In Back to the Future, the almanac gave Biff a 60-year insight advantage over everyone else in his home 1955 timeline. With quantum computers, the edge might only be nanoseconds. But in the fast and furious world of high-frequency trading, that could be enough to sweep up.

The reassuring news — at least for now — is that we’re still at least five years away from quantum computers being powerful enough to compete with existing supercomputers on much simpler problems. Prediction might not even be their initial forte.

Goldman Sachs research recently noted, as and when quantum computers are rolled out, they are far more likely to be deployed on crunching options pricing conundrums or running Monte Carlo simulations that value existing portfolios than they are on predicting future movements of asset classes.

According to Tristan Fletcher, of artificial intelligence-forecasting start-up ChAI, that’s because prediction is ultimately about solving a very specific, deep problem by understanding the nuances of the data that matters.

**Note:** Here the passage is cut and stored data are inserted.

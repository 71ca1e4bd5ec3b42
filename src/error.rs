//! Error taxonomy for the three core operations.
//!
//! Each stage has its own error enum. [`PipelineError`] tags the first
//! failing stage so callers can report where an operation stopped.

use std::fmt;
use std::io;
use thiserror::Error;

/// Failures while obtaining a local checkout.
#[derive(Debug, Error)]
pub enum CloneError {
    #[error("Invalid repository URL '{url}': {reason}")]
    InvalidUrl { url: String, reason: String },

    #[error("Unsupported URL scheme '{scheme}' (allowed: {allowed})")]
    UnsupportedScheme { scheme: String, allowed: String },

    #[error("Authentication failed for {url}")]
    AuthenticationFailed { url: String },

    #[error("Repository unreachable: {url}: {message}")]
    Unreachable { url: String, message: String },

    #[error("Failed to prepare workspace: {0}")]
    Io(#[from] io::Error),

    #[error("Git error: {0}")]
    Git(String),

    #[error("Clone task failed: {0}")]
    Join(String),
}

/// Failures while building an image from a recipe.
#[derive(Debug, Error)]
pub enum BuildError {
    #[error("Recipe is not valid: {0}")]
    InvalidRecipe(String),

    #[error("Container engine unavailable: {0}")]
    EngineUnavailable(String),

    #[error("Image build failed: {message}")]
    Failed { message: String, log: String },

    #[error("Failed to write recipe: {0}")]
    Io(#[from] io::Error),

    #[error("Build task failed: {0}")]
    Join(String),
}

impl BuildError {
    /// Engine output captured before the failure, when there is any.
    pub fn log(&self) -> Option<&str> {
        match self {
            BuildError::Failed { log, .. } if !log.is_empty() => Some(log),
            _ => None,
        }
    }
}

/// Failures while committing and pushing a recipe branch.
#[derive(Debug, Error)]
pub enum PublishError {
    #[error("Remote rejected branch '{branch}': {reason}")]
    Rejected { branch: String, reason: String },

    #[error("Credential lacks push rights for {url}")]
    PermissionDenied { url: String },

    #[error("Branch '{0}' already exists on the remote")]
    BranchExists(String),

    #[error("Network failure during push to {url}: {message}")]
    Network { url: String, message: String },

    #[error("Git error: {0}")]
    Git(String),

    #[error("Failed to write recipe: {0}")]
    Io(#[from] io::Error),

    #[error("Publish task failed: {0}")]
    Join(String),
}

/// Missing or empty input at the HTTP and CLI boundary.
#[derive(Debug, Clone, PartialEq, Eq, Error)]
pub enum ValidationError {
    #[error("Missing required field: {0}")]
    MissingField(&'static str),

    #[error("Field must not be empty: {0}")]
    Empty(&'static str),
}

impl ValidationError {
    /// Fails with `MissingField` for `None` and `Empty` for blank text.
    pub fn require<'a>(field: &'static str, value: Option<&'a str>) -> Result<&'a str, Self> {
        match value {
            None => Err(ValidationError::MissingField(field)),
            Some(v) if v.trim().is_empty() => Err(ValidationError::Empty(field)),
            Some(v) => Ok(v),
        }
    }
}

#[derive(Debug, Clone, Copy, PartialEq, Eq, Hash, serde::Serialize)]
#[serde(rename_all = "lowercase")]
pub enum Stage {
    Clone,
    Detect,
    Generate,
    Build,
    Publish,
}

impl Stage {
    pub fn as_str(&self) -> &'static str {
        match self {
            Stage::Clone => "clone",
            Stage::Detect => "detect",
            Stage::Generate => "generate",
            Stage::Build => "build",
            Stage::Publish => "publish",
        }
    }
}

impl fmt::Display for Stage {
    fn fmt(&self, f: &mut fmt::Formatter<'_>) -> fmt::Result {
        f.write_str(self.as_str())
    }
}

#[derive(Debug, Error)]
pub enum PipelineErrorKind {
    #[error(transparent)]
    Clone(#[from] CloneError),

    #[error(transparent)]
    Build(#[from] BuildError),

    #[error(transparent)]
    Publish(#[from] PublishError),

    /// A stage that cannot fail on its own inputs failed to run at all
    /// (a panicked blocking task, for instance).
    #[error("{0}")]
    Internal(String),
}

/// The first failing stage of an operation and its error.
#[derive(Debug, Error)]
#[error("{stage} failed: {kind}")]
pub struct PipelineError {
    pub stage: Stage,
    #[source]
    pub kind: PipelineErrorKind,
}

impl PipelineError {
    pub fn new(stage: Stage, kind: impl Into<PipelineErrorKind>) -> Self {
        Self {
            stage,
            kind: kind.into(),
        }
    }

    pub fn internal(stage: Stage, message: impl Into<String>) -> Self {
        Self::new(stage, PipelineErrorKind::Internal(message.into()))
    }

    /// Captured build output when the build stage failed.
    pub fn build_log(&self) -> Option<&str> {
        match &self.kind {
            PipelineErrorKind::Build(e) => e.log(),
            _ => None,
        }
    }

    /// Returns a user-friendly error message with troubleshooting hints
    pub fn help_message(&self) -> String {
        match &self.kind {
            PipelineErrorKind::Clone(CloneError::AuthenticationFailed { url }) => format!(
                "Error: Authentication failed\nRepository: {}\n\n\
                Help: The access token was rejected. Please check:\n\
                - Is the token still valid?\n\
                - Does it grant read access to this repository?",
                url
            ),
            PipelineErrorKind::Clone(CloneError::UnsupportedScheme { scheme, allowed }) => format!(
                "Error: Unsupported repository URL scheme '{}'\n\n\
                Help: Only these schemes are accepted: {}\n\
                Configure the list with STACKCRAFT_ALLOWED_SCHEMES.",
                scheme, allowed
            ),
            PipelineErrorKind::Clone(CloneError::Unreachable { url, message }) => format!(
                "Error: Repository unreachable\nRepository: {}\n\n\
                Help: Check that the URL is correct and the host is reachable.\n\n\
                Details: {}",
                url, message
            ),
            PipelineErrorKind::Build(BuildError::EngineUnavailable(msg)) => format!(
                "Error: Container engine unavailable\n\n\
                Help: Cannot connect to Docker. Try:\n\
                1. Start the Docker daemon\n\
                2. Check DOCKER_HOST points at a running engine\n\
                3. Run: docker info\n\n\
                Details: {}",
                msg
            ),
            PipelineErrorKind::Build(BuildError::InvalidRecipe(msg)) => format!(
                "Error: Recipe is not a valid Dockerfile\n\n\
                Help: Fix the reported line and submit the recipe again.\n\n\
                Details: {}",
                msg
            ),
            PipelineErrorKind::Build(BuildError::Failed { message, .. }) => format!(
                "Error: Image build failed\n\n\
                Help: Review the build log, edit the recipe, and retry the build.\n\n\
                Details: {}",
                message
            ),
            PipelineErrorKind::Publish(PublishError::PermissionDenied { url }) => format!(
                "Error: Push permission denied\nRepository: {}\n\n\
                Help: The token needs write access (the 'repo' or 'contents:write' scope).",
                url
            ),
            PipelineErrorKind::Publish(PublishError::BranchExists(branch)) => format!(
                "Error: Branch '{}' already exists on the remote\n\n\
                Help: Retry the push; a fresh branch name is generated each time.",
                branch
            ),
            _ => format!("Error: {} stage failed\n\nDetails: {}", self.stage, self.kind),
        }
    }
}

impl From<CloneError> for PipelineError {
    fn from(err: CloneError) -> Self {
        Self::new(Stage::Clone, err)
    }
}

impl From<BuildError> for PipelineError {
    fn from(err: BuildError) -> Self {
        Self::new(Stage::Build, err)
    }
}

impl From<PublishError> for PipelineError {
    fn from(err: PublishError) -> Self {
        Self::new(Stage::Publish, err)
    }
}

“We are already at the limits of what any system that isn’t actually listening to Opec meetings and five-year plans is capable of,” he said. It’s not the complexity of the calculation that is the issue as much as the breadth of the data sample at hand. That means prediction wouldn’t necessarily get more accurate with quantum power.

The appeal to focus on “brute-force” problems such as optimising portfolio analysis or cracking cryptographic problems such as those that underpin bitcoin, the cryptocurrency, is far greater.

But this poses its own problems. If cryptographic systems can be broken, exceptionally sensitive data held across the financial system could be exposed and taken advantage of in unfair and market manipulative ways.

Rather than being able to better predict the market, the true pay off in the arms race might lie in achieving quantum-level encryption-breaking capability and using it subtly to seize the information that can get a trader ahead. Experts say the chances someone is already up to this, however, are low. If quantum supremacy had been achieved, the news of it would leak pretty quickly.

“We don’t know what we don’t know,” said Jan Goetz, chief executive of IQM, a quantum computing builder. “But generally the community is very small so everyone knows what’s going on. The status quo is clear.”

Nonetheless, the financial sector seems to be waking up to this quantum computing issue. Many banks and institutions are introducing teams to think exclusively about how quantum computing will affect their business. How far ahead they are on making their systems quantum secure is harder to say. It’s a secretive issue. For now, most agree, the threat level is low, not least because — as the hacking of the Colonial pipeline shows — system security is low enough to ensure far cheaper and simpler ways to hijack digital systems.